◆ Data extract
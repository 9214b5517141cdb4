//! Settings service
//!
//! Manages application settings persistence using JSON file storage.

use crate::board::DragOptions;
use crate::config::{DEFAULT_LIST_TITLES, MAX_TITLE_LENGTH};
use crate::error::{AppError, Result};
use serde::{Deserialize, Serialize};
use std::path::PathBuf;
use tokio::fs;

/// Board behavior
#[derive(Debug, Clone, PartialEq, Serialize, Deserialize)]
pub struct BoardSettings {
    /// Create the default lists when a board is opened with no lists
    #[serde(default = "default_true")]
    pub create_default_lists: bool,
    #[serde(default = "default_list_titles")]
    pub default_list_titles: Vec<String>,
    /// Renumber a list when a drop leaves no room between positions
    #[serde(default = "default_true")]
    pub compact_on_collapse: bool,
}

fn default_true() -> bool {
    true
}

fn default_list_titles() -> Vec<String> {
    DEFAULT_LIST_TITLES.iter().map(|t| t.to_string()).collect()
}

impl Default for BoardSettings {
    fn default() -> Self {
        Self {
            create_default_lists: true,
            default_list_titles: default_list_titles(),
            compact_on_collapse: true,
        }
    }
}

#[derive(Debug, Clone, PartialEq, Serialize, Deserialize)]
pub struct NotificationSettings {
    /// Notify when a card lands in a completed list
    #[serde(default = "default_true")]
    pub completion_enabled: bool,
    #[serde(default = "default_true")]
    pub toast_on_success: bool,
}

impl Default for NotificationSettings {
    fn default() -> Self {
        Self {
            completion_enabled: true,
            toast_on_success: true,
        }
    }
}

/// Application settings
#[derive(Debug, Clone, PartialEq, Serialize, Deserialize, Default)]
pub struct AppSettings {
    #[serde(default)]
    pub board: BoardSettings,
    #[serde(default)]
    pub notifications: NotificationSettings,
}

impl AppSettings {
    pub fn validate(&self) -> Result<()> {
        for title in &self.board.default_list_titles {
            let trimmed = title.trim();
            if trimmed.is_empty() {
                return Err(AppError::Validation(
                    "Default list titles cannot be empty".to_string(),
                ));
            }
            if trimmed.chars().count() > MAX_TITLE_LENGTH {
                return Err(AppError::Validation(format!(
                    "Default list title too long: {}",
                    trimmed
                )));
            }
        }
        Ok(())
    }
}

impl From<&AppSettings> for DragOptions {
    fn from(settings: &AppSettings) -> Self {
        Self {
            notify_completion: settings.notifications.completion_enabled,
            compact_on_collapse: settings.board.compact_on_collapse,
            toast_on_success: settings.notifications.toast_on_success,
        }
    }
}

/// Service for managing application settings
#[derive(Clone)]
pub struct SettingsService {
    settings_path: PathBuf,
}

impl SettingsService {
    pub fn new(app_data_dir: PathBuf) -> Self {
        Self {
            settings_path: app_data_dir.join("settings.json"),
        }
    }

    /// Load settings from disk or create default if not exists
    pub async fn load(&self) -> Result<AppSettings> {
        if !self.settings_path.exists() {
            tracing::info!("Settings file not found, creating default settings");
            let default = AppSettings::default();
            self.save(&default).await?;
            return Ok(default);
        }

        let content = fs::read_to_string(&self.settings_path).await?;
        let settings: AppSettings = serde_json::from_str(&content)
            .map_err(|e| AppError::Generic(format!("Failed to parse settings: {}", e)))?;

        Ok(settings)
    }

    /// Save settings to disk
    pub async fn save(&self, settings: &AppSettings) -> Result<()> {
        settings.validate()?;

        let content = serde_json::to_string_pretty(settings)
            .map_err(|e| AppError::Generic(format!("Failed to serialize settings: {}", e)))?;

        fs::write(&self.settings_path, content).await?;
        tracing::info!("Settings saved to {:?}", self.settings_path);

        Ok(())
    }

    pub async fn get_board(&self) -> Result<BoardSettings> {
        let settings = self.load().await?;
        Ok(settings.board)
    }

    pub async fn update_board(&self, board: BoardSettings) -> Result<()> {
        let mut settings = self.load().await?;
        settings.board = board;
        self.save(&settings).await?;
        Ok(())
    }

    pub async fn get_notifications(&self) -> Result<NotificationSettings> {
        let settings = self.load().await?;
        Ok(settings.notifications)
    }

    pub async fn update_notifications(&self, notifications: NotificationSettings) -> Result<()> {
        let mut settings = self.load().await?;
        settings.notifications = notifications;
        self.save(&settings).await?;
        Ok(())
    }
}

◆ Goal of the exercise
Wherever the string "Deserialize" occurs in the entries, copy that whole line.

◆ Answer to the problem
use serde::{Deserialize, Serialize};
#[derive(Debug, Clone, PartialEq, Serialize, Deserialize)]
#[derive(Debug, Clone, PartialEq, Serialize, Deserialize)]
#[derive(Debug, Clone, PartialEq, Serialize, Deserialize, Default)]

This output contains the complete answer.